> THE TASK:
Restate the full set of records exactly, word for word.

Collected data
________

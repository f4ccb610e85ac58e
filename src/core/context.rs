use crate::core::interfaces::TransformSettings;
use crate::core::models::{BuildConfig, BuildWarning, ModuleId};
use crate::infrastructure::ModuleResolver;
use crate::utils::{KilnError, Result, TransformCache};
use chrono::{DateTime, TimeZone, Utc};
use parking_lot::Mutex;
use std::path::{Path, PathBuf};
use std::sync::atomic::{AtomicU64, Ordering};
use std::sync::Arc;

const DATE_FORMAT: &str = "%-m/%-d/%Y, %-I:%M:%S %p";

/// Everything one build invocation owns. Created per build, dropped with it.
pub struct BuildContext {
    pub config: Arc<BuildConfig>,
    pub generation: u64,
    latest_generation: Arc<AtomicU64>,
    pub resolver: ModuleResolver,
    pub transform_cache: Arc<TransformCache>,
    date_label: String,
    warnings: Mutex<Vec<BuildWarning>>,
}

impl BuildContext {
    /// A standalone build: generation 1, fresh cache
    pub fn new(config: Arc<BuildConfig>) -> Self {
        Self::for_generation(
            config,
            1,
            Arc::new(AtomicU64::new(1)),
            Arc::new(TransformCache::new()),
        )
    }

    pub fn for_generation(
        config: Arc<BuildConfig>,
        generation: u64,
        latest_generation: Arc<AtomicU64>,
        transform_cache: Arc<TransformCache>,
    ) -> Self {
        let resolver = ModuleResolver::new(
            config.root.clone(),
            config.alias.clone(),
            config.extensions.clone(),
        );
        let date_label = Self::format_timestamp(config.build_timestamp);

        Self {
            config,
            generation,
            latest_generation,
            resolver,
            transform_cache,
            date_label,
            warnings: Mutex::new(Vec::new()),
        }
    }

    /// Fails with `Superseded` once a newer generation has started
    pub fn ensure_current(&self) -> Result<()> {
        if self.latest_generation.load(Ordering::SeqCst) != self.generation {
            return Err(KilnError::Superseded {
                generation: self.generation,
            });
        }
        Ok(())
    }

    pub fn transform_settings(&self) -> TransformSettings {
        TransformSettings {
            mode: self.config.mode,
            target: self.config.target.clone(),
        }
    }

    pub fn date_label(&self) -> &str {
        &self.date_label
    }

    /// The banner comment prepended to minified scripts
    pub fn banner(&self) -> String {
        format!(
            "/* {} */",
            self.config.banner.replace("{date}", &self.date_label)
        )
    }

    /// Root-relative, `/`-separated id for a canonical module path
    pub fn module_id(&self, path: &Path) -> ModuleId {
        let relative = path.strip_prefix(&self.config.root).unwrap_or(path);
        let id = relative
            .components()
            .map(|c| c.as_os_str().to_string_lossy())
            .filter(|c| c != "/")
            .collect::<Vec<_>>()
            .join("/");
        format!("./{}", id)
    }

    /// Path importers of entry specifiers are resolved against
    pub fn entry_importer(&self) -> PathBuf {
        self.config.root.join("kiln.config.json")
    }

    pub fn warn(&self, warning: BuildWarning) {
        crate::utils::Logger::warn(&warning.to_string());
        self.warnings.lock().push(warning);
    }

    pub fn take_warnings(&self) -> Vec<BuildWarning> {
        std::mem::take(&mut *self.warnings.lock())
    }

    /// Pinned timestamps (config, then `SOURCE_DATE_EPOCH`) and the current time
    /// both render in UTC
    fn format_timestamp(pinned: Option<i64>) -> String {
        let pinned = pinned.or_else(|| {
            std::env::var("SOURCE_DATE_EPOCH")
                .ok()
                .and_then(|value| value.trim().parse::<i64>().ok())
        });

        let time: DateTime<Utc> = pinned
            .and_then(|secs| Utc.timestamp_opt(secs, 0).single())
            .unwrap_or_else(Utc::now);
        time.format(DATE_FORMAT).to_string()
    }
}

________

> ANSWER BOX:
repository f4ccb610e85ac58e
filename src/core/context.rs
use crate::core::interfaces::TransformSettings;
use crate::core::models::{BuildConfig, BuildWarning, ModuleId};
use crate::infrastructure::ModuleResolver;
use crate::utils::{KilnError, Result, TransformCache};
use chrono::{DateTime, TimeZone, Utc};
use parking_lot::Mutex;
use std::path::{Path, PathBuf};
use std::sync::atomic::{AtomicU64, Ordering};
use std::sync::Arc;

const DATE_FORMAT: &str = "%-m/%-d/%Y, %-I:%M:%S %p";

/// Everything one build invocation owns. Created per build, dropped with it.
pub struct BuildContext {
    pub config: Arc<BuildConfig>,
    pub generation: u64,
    latest_generation: Arc<AtomicU64>,
    pub resolver: ModuleResolver,
    pub transform_cache: Arc<TransformCache>,
    date_label: String,
    warnings: Mutex<Vec<BuildWarning>>,
}

impl BuildContext {
    /// A standalone build: generation 1, fresh cache
    pub fn new(config: Arc<BuildConfig>) -> Self {
        Self::for_generation(
            config,
            1,
            Arc::new(AtomicU64::new(1)),
            Arc::new(TransformCache::new()),
        )
    }

    pub fn for_generation(
        config: Arc<BuildConfig>,
        generation: u64,
        latest_generation: Arc<AtomicU64>,
        transform_cache: Arc<TransformCache>,
    ) -> Self {
        let resolver = ModuleResolver::new(
            config.root.clone(),
            config.alias.clone(),
            config.extensions.clone(),
        );
        let date_label = Self::format_timestamp(config.build_timestamp);

        Self {
            config,
            generation,
            latest_generation,
            resolver,
            transform_cache,
            date_label,
            warnings: Mutex::new(Vec::new()),
        }
    }

    /// Fails with `Superseded` once a newer generation has started
    pub fn ensure_current(&self) -> Result<()> {
        if self.latest_generation.load(Ordering::SeqCst) != self.generation {
            return Err(KilnError::Superseded {
                generation: self.generation,
            });
        }
        Ok(())
    }

    pub fn transform_settings(&self) -> TransformSettings {
        TransformSettings {
            mode: self.config.mode,
            target: self.config.target.clone(),
        }
    }

    pub fn date_label(&self) -> &str {
        &self.date_label
    }

    /// The banner comment prepended to minified scripts
    pub fn banner(&self) -> String {
        format!(
            "/* {} */",
            self.config.banner.replace("{date}", &self.date_label)
        )
    }

    /// Root-relative, `/`-separated id for a canonical module path
    pub fn module_id(&self, path: &Path) -> ModuleId {
        let relative = path.strip_prefix(&self.config.root).unwrap_or(path);
        let id = relative
            .components()
            .map(|c| c.as_os_str().to_string_lossy())
            .filter(|c| c != "/")
            .collect::<Vec<_>>()
            .join("/");
        format!("./{}", id)
    }

    /// Path importers of entry specifiers are resolved against
    pub fn entry_importer(&self) -> PathBuf {
        self.config.root.join("kiln.config.json")
    }

    pub fn warn(&self, warning: BuildWarning) {
        crate::utils::Logger::warn(&warning.to_string());
        self.warnings.lock().push(warning);
    }

    pub fn take_warnings(&self) -> Vec<BuildWarning> {
        std::mem::take(&mut *self.warnings.lock())
    }

    /// Pinned timestamps (config, then `SOURCE_DATE_EPOCH`) and the current time
    /// both render in UTC
    fn format_timestamp(pinned: Option<i64>) -> String {
        let pinned = pinned.or_else(|| {
            std::env::var("SOURCE_DATE_EPOCH")
                .ok()
                .and_then(|value| value.trim().parse::<i64>().ok())
        });

        let time: DateTime<Utc> = pinned
            .and_then(|secs| Utc.timestamp_opt(secs, 0).single())
            .unwrap_or_else(Utc::now);
        time.format(DATE_FORMAT).to_string()
    }
}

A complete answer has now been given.